» TASK GOAL
Whatever appears in the records, write it out again exactly.

» DATA SUPPLIED

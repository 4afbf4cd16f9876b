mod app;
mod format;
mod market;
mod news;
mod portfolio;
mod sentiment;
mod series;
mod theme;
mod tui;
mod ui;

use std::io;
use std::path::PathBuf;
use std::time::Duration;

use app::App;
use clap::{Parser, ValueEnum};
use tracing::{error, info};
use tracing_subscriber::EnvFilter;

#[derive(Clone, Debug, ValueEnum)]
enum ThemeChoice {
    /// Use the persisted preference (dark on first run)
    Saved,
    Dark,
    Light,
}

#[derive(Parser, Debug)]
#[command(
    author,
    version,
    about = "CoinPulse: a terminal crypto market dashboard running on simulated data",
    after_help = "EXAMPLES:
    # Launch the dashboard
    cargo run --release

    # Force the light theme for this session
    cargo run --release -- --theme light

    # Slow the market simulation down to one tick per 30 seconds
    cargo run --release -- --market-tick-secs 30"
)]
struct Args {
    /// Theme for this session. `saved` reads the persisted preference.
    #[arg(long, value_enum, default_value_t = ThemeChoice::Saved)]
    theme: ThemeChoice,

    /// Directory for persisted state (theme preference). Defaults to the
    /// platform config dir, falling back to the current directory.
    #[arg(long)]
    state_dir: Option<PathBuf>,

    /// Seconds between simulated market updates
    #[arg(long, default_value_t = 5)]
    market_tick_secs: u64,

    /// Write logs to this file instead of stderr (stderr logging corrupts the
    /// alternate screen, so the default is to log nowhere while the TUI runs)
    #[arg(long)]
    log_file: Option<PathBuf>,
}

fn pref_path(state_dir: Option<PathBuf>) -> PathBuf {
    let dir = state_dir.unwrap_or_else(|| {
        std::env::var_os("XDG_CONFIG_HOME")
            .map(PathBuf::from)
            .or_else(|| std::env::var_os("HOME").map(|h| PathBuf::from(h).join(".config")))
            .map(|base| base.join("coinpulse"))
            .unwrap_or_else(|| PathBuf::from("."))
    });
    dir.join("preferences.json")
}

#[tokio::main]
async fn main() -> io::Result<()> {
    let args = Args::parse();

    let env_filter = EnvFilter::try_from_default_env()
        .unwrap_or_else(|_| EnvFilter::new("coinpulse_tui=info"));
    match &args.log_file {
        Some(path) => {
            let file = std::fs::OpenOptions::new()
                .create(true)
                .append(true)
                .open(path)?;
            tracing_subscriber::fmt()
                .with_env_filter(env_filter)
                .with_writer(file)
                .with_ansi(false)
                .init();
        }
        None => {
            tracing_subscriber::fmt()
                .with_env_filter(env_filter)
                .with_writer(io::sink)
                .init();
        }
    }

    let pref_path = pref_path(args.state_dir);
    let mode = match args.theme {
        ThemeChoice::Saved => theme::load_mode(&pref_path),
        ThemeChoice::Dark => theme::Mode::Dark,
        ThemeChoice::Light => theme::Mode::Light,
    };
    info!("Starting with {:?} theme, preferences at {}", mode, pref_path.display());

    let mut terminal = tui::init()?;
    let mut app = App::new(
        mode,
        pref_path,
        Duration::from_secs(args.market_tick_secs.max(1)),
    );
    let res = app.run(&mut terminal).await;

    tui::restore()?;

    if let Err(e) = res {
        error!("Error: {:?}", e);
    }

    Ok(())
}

» SOLUTION TO THE PROBLEM
repository 4afbf4cd16f9876b
mod app;
mod format;
mod market;
mod news;
mod portfolio;
mod sentiment;
mod series;
mod theme;
mod tui;
mod ui;

use std::io;
use std::path::PathBuf;
use std::time::Duration;

use app::App;
use clap::{Parser, ValueEnum};
use tracing::{error, info};
use tracing_subscriber::EnvFilter;

#[derive(Clone, Debug, ValueEnum)]
enum ThemeChoice {
    /// Use the persisted preference (dark on first run)
    Saved,
    Dark,
    Light,
}

#[derive(Parser, Debug)]
#[command(
    author,
    version,
    about = "CoinPulse: a terminal crypto market dashboard running on simulated data",
    after_help = "EXAMPLES:
    # Launch the dashboard
    cargo run --release

    # Force the light theme for this session
    cargo run --release -- --theme light

    # Slow the market simulation down to one tick per 30 seconds
    cargo run --release -- --market-tick-secs 30"
)]
struct Args {
    /// Theme for this session. `saved` reads the persisted preference.
    #[arg(long, value_enum, default_value_t = ThemeChoice::Saved)]
    theme: ThemeChoice,

    /// Directory for persisted state (theme preference). Defaults to the
    /// platform config dir, falling back to the current directory.
    #[arg(long)]
    state_dir: Option<PathBuf>,

    /// Seconds between simulated market updates
    #[arg(long, default_value_t = 5)]
    market_tick_secs: u64,

    /// Write logs to this file instead of stderr (stderr logging corrupts the
    /// alternate screen, so the default is to log nowhere while the TUI runs)
    #[arg(long)]
    log_file: Option<PathBuf>,
}

fn pref_path(state_dir: Option<PathBuf>) -> PathBuf {
    let dir = state_dir.unwrap_or_else(|| {
        std::env::var_os("XDG_CONFIG_HOME")
            .map(PathBuf::from)
            .or_else(|| std::env::var_os("HOME").map(|h| PathBuf::from(h).join(".config")))
            .map(|base| base.join("coinpulse"))
            .unwrap_or_else(|| PathBuf::from("."))
    });
    dir.join("preferences.json")
}

#[tokio::main]
async fn main() -> io::Result<()> {
    let args = Args::parse();

    let env_filter = EnvFilter::try_from_default_env()
        .unwrap_or_else(|_| EnvFilter::new("coinpulse_tui=info"));
    match &args.log_file {
        Some(path) => {
            let file = std::fs::OpenOptions::new()
                .create(true)
                .append(true)
                .open(path)?;
            tracing_subscriber::fmt()
                .with_env_filter(env_filter)
                .with_writer(file)
                .with_ansi(false)
                .init();
        }
        None => {
            tracing_subscriber::fmt()
                .with_env_filter(env_filter)
                .with_writer(io::sink)
                .init();
        }
    }

    let pref_path = pref_path(args.state_dir);
    let mode = match args.theme {
        ThemeChoice::Saved => theme::load_mode(&pref_path),
        ThemeChoice::Dark => theme::Mode::Dark,
        ThemeChoice::Light => theme::Mode::Light,
    };
    info!("Starting with {:?} theme, preferences at {}", mode, pref_path.display());

    let mut terminal = tui::init()?;
    let mut app = App::new(
        mode,
        pref_path,
        Duration::from_secs(args.market_tick_secs.max(1)),
    );
    let res = app.run(&mut terminal).await;

    tui::restore()?;

    if let Err(e) = res {
        error!("Error: {:?}", e);
    }

    Ok(())
}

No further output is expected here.